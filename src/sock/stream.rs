//! Shared plumbing for the TCP-based backends: non-blocking connect
//! tracking, handshake byte buffers and bytes that arrived together with a
//! proxy reply.

use std::io::{self, Read, Write};
use std::net::{Shutdown, SocketAddr};
use std::rc::Rc;

use bytes::{Buf, BytesMut};
use mio::net::TcpStream;

use super::interest::Registration;
use super::Ready;
use crate::common::error::log_sock_error;
use crate::common::{Dialer, RelayError};

/// 握手阶段输入缓冲上限
pub(crate) const MAX_HANDSHAKE: usize = 8192;

pub(crate) fn protocol_error(msg: impl Into<String>) -> io::Error {
    io::Error::new(io::ErrorKind::InvalidData, RelayError::Protocol(msg.into()))
}

pub(crate) struct TcpChannel {
    reg: Registration,
    dialer: Rc<Dialer>,
    stream: Option<TcpStream>,
    connected: bool,
    /// 握手完成，可传输数据
    open: bool,
    /// 通道打开前请求的半关闭
    deferred_shutdown: Option<Shutdown>,
    /// Payload received behind a proxy reply, served before the socket.
    pending: BytesMut,
}

impl TcpChannel {
    pub(crate) fn new(reg: Registration, dialer: Rc<Dialer>) -> Self {
        Self {
            reg,
            dialer,
            stream: None,
            connected: false,
            open: false,
            deferred_shutdown: None,
            pending: BytesMut::new(),
        }
    }

    pub(crate) fn connect(&mut self, addr: SocketAddr) -> io::Result<()> {
        if self.stream.is_some() {
            return Err(io::Error::new(io::ErrorKind::AlreadyExists, "already connecting"));
        }
        let mut stream = self.dialer.tcp(addr)?;
        self.reg.set_internal(Ready::WRITABLE);
        self.reg.register(&mut stream)?;
        self.stream = Some(stream);
        Ok(())
    }

    /// Drive a pending connect. `Ok(true)` once the connection is up.
    pub(crate) fn poll_connect(&mut self, ready: Ready) -> io::Result<bool> {
        if self.connected {
            return Ok(true);
        }
        let stream = self.stream.as_ref().ok_or_else(|| io::Error::from(io::ErrorKind::NotConnected))?;
        if let Some(err) = stream.take_error()? {
            return Err(err);
        }
        if ready.contains(Ready::ERROR) {
            return Err(io::Error::from(io::ErrorKind::ConnectionRefused));
        }
        if !ready.intersects(Ready::WRITABLE | Ready::HUP) {
            return Ok(false);
        }
        match stream.peer_addr() {
            Ok(_) => {
                self.connected = true;
                Ok(true)
            }
            Err(e) if e.kind() == io::ErrorKind::NotConnected && !ready.contains(Ready::HUP) => Ok(false),
            Err(e) if e.kind() == io::ErrorKind::NotConnected => {
                Err(io::Error::from(io::ErrorKind::ConnectionRefused))
            }
            Err(e) => Err(e),
        }
    }

    pub(crate) fn is_open(&self) -> bool {
        self.open
    }

    /// Switch to the payload phase and apply a half-close requested while
    /// the handshake was still running.
    pub(crate) fn open(&mut self) -> io::Result<()> {
        self.open = true;
        match self.deferred_shutdown.take() {
            Some(how) => self.shutdown(how),
            None => Ok(()),
        }
    }

    pub(crate) fn pending_mut(&mut self) -> &mut BytesMut {
        &mut self.pending
    }

    pub(crate) fn read(&mut self, buf: &mut [u8]) -> io::Result<usize> {
        if !self.open {
            return Err(io::ErrorKind::WouldBlock.into());
        }
        if !self.pending.is_empty() {
            let n = self.pending.len().min(buf.len());
            buf[..n].copy_from_slice(&self.pending[..n]);
            self.pending.advance(n);
            return Ok(n);
        }
        self.read_raw(buf)
    }

    pub(crate) fn write(&mut self, buf: &[u8]) -> io::Result<usize> {
        if !self.open {
            return Err(io::ErrorKind::WouldBlock.into());
        }
        self.write_raw(buf)
    }

    /// 不区分阶段的读取，供握手使用
    pub(crate) fn read_raw(&mut self, buf: &mut [u8]) -> io::Result<usize> {
        match self.stream.as_mut() {
            Some(stream) if self.connected => stream.read(buf),
            _ => Err(io::ErrorKind::WouldBlock.into()),
        }
    }

    pub(crate) fn write_raw(&mut self, buf: &[u8]) -> io::Result<usize> {
        match self.stream.as_mut() {
            Some(stream) if self.connected => stream.write(buf),
            _ => Err(io::ErrorKind::WouldBlock.into()),
        }
    }

    pub(crate) fn shutdown(&mut self, how: Shutdown) -> io::Result<()> {
        if self.stream.is_some() && !self.open {
            self.deferred_shutdown = Some(how);
            return Ok(());
        }
        match self.stream.as_ref() {
            Some(stream) => stream.shutdown(how),
            None => Err(io::ErrorKind::NotConnected.into()),
        }
    }

    pub(crate) fn interest(&self) -> Ready {
        self.reg.user()
    }

    pub(crate) fn evctl(&mut self, interest: Ready, enabled: bool) {
        if self.reg.set_user(interest, enabled) {
            self.rearm();
        }
    }

    pub(crate) fn set_internal(&mut self, interest: Ready) {
        if self.reg.set_internal(interest) {
            self.rearm();
        }
    }

    fn rearm(&mut self) {
        if let Some(stream) = self.stream.as_mut() {
            if let Err(e) = self.reg.reregister(stream) {
                log_sock_error("reregister", &e);
            }
        }
    }

    pub(crate) fn destroy(&mut self) {
        if let Some(mut stream) = self.stream.take() {
            self.reg.deregister(&mut stream);
        }
        self.connected = false;
        self.open = false;
        self.deferred_shutdown = None;
        self.pending.clear();
    }
}

/// 握手收发缓冲
#[derive(Default)]
pub(crate) struct Handshake {
    out: BytesMut,
    input: BytesMut,
    eof: bool,
}

impl Handshake {
    pub(crate) fn queue(&mut self, bytes: &[u8]) {
        self.out.extend_from_slice(bytes);
    }

    /// Write queued output. `Ok(true)` when everything went out.
    pub(crate) fn flush(&mut self, ch: &mut TcpChannel) -> io::Result<bool> {
        while !self.out.is_empty() {
            match ch.write_raw(&self.out) {
                Ok(0) => return Err(io::ErrorKind::WriteZero.into()),
                Ok(n) => self.out.advance(n),
                Err(e) if e.kind() == io::ErrorKind::WouldBlock => return Ok(false),
                Err(e) if e.kind() == io::ErrorKind::Interrupted => {}
                Err(e) => return Err(e),
            }
        }
        Ok(true)
    }

    /// Read everything available. EOF is recorded; bytes read before it
    /// still count towards the reply.
    pub(crate) fn fill(&mut self, ch: &mut TcpChannel) -> io::Result<()> {
        let mut buf = [0u8; 2048];
        while !self.eof && self.input.len() < MAX_HANDSHAKE {
            match ch.read_raw(&mut buf) {
                Ok(0) => {
                    self.eof = true;
                    return Ok(());
                }
                Ok(n) => self.input.extend_from_slice(&buf[..n]),
                Err(e) if e.kind() == io::ErrorKind::WouldBlock => return Ok(()),
                Err(e) if e.kind() == io::ErrorKind::Interrupted => {}
                Err(e) => return Err(e),
            }
        }
        Ok(())
    }

    pub(crate) fn input(&self) -> &[u8] {
        &self.input
    }

    pub(crate) fn is_full(&self) -> bool {
        self.input.len() >= MAX_HANDSHAKE
    }

    /// An incomplete reply that can never complete: the peer closed or the
    /// buffer is exhausted.
    pub(crate) fn stalled(&self, what: &str) -> Option<io::Error> {
        if self.eof {
            Some(io::Error::new(
                io::ErrorKind::UnexpectedEof,
                format!("{}: connection closed during handshake", what),
            ))
        } else if self.is_full() {
            Some(protocol_error(format!("{}: oversized reply", what)))
        } else {
            None
        }
    }

    pub(crate) fn consume(&mut self, n: usize) {
        self.input.advance(n);
    }

    pub(crate) fn has_output(&self) -> bool {
        !self.out.is_empty()
    }

    /// 将握手剩余输入作为应用数据交给通道
    pub(crate) fn finish(&mut self, ch: &mut TcpChannel) {
        let rest = self.input.split();
        ch.pending_mut().extend_from_slice(&rest);
        self.out.clear();
    }
}

#[cfg(test)]
mod tests {
    use super::*;
    use mio::Poll;

    #[test]
    fn pending_served_before_socket() {
        let poll = Poll::new().unwrap();
        let registry = Rc::new(poll.registry().try_clone().unwrap());
        let mut ch = TcpChannel::new(Registration::new(registry, mio::Token(1)), Rc::new(Dialer::default()));
        ch.pending_mut().extend_from_slice(b"early");

        let mut buf = [0u8; 3];
        // pending bytes only flow once the channel is open
        assert_eq!(ch.read(&mut buf).unwrap_err().kind(), io::ErrorKind::WouldBlock);
        ch.open().unwrap();
        assert_eq!(ch.read(&mut buf).unwrap(), 3);
        assert_eq!(&buf, b"ear");
        assert_eq!(ch.read(&mut buf).unwrap(), 2);
        assert_eq!(&buf[..2], b"ly");
        // not connected: would block
        assert_eq!(ch.read(&mut buf).unwrap_err().kind(), io::ErrorKind::WouldBlock);
    }

    #[test]
    fn protocol_error_maps_to_invalid_data() {
        let err = protocol_error("bad reply");
        assert_eq!(err.kind(), io::ErrorKind::InvalidData);
        assert!(err.to_string().contains("bad reply"));
    }
}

.....

:: Requirement ::
In this exercise, copy only the lines from the opening line of the material through the line where "pub(crate) fn protocol_error(msg: impl" appears.

:: Response box ::
filename src/sock/stream.rs
//! Shared plumbing for the TCP-based backends: non-blocking connect
//! tracking, handshake byte buffers and bytes that arrived together with a
//! proxy reply.

use std::io::{self, Read, Write};
use std::net::{Shutdown, SocketAddr};
use std::rc::Rc;

use bytes::{Buf, BytesMut};
use mio::net::TcpStream;

use super::interest::Registration;
use super::Ready;
use crate::common::error::log_sock_error;
use crate::common::{Dialer, RelayError};

/// 握手阶段输入缓冲上限
pub(crate) const MAX_HANDSHAKE: usize = 8192;

pub(crate) fn protocol_error(msg: impl Into<String>) -> io::Error {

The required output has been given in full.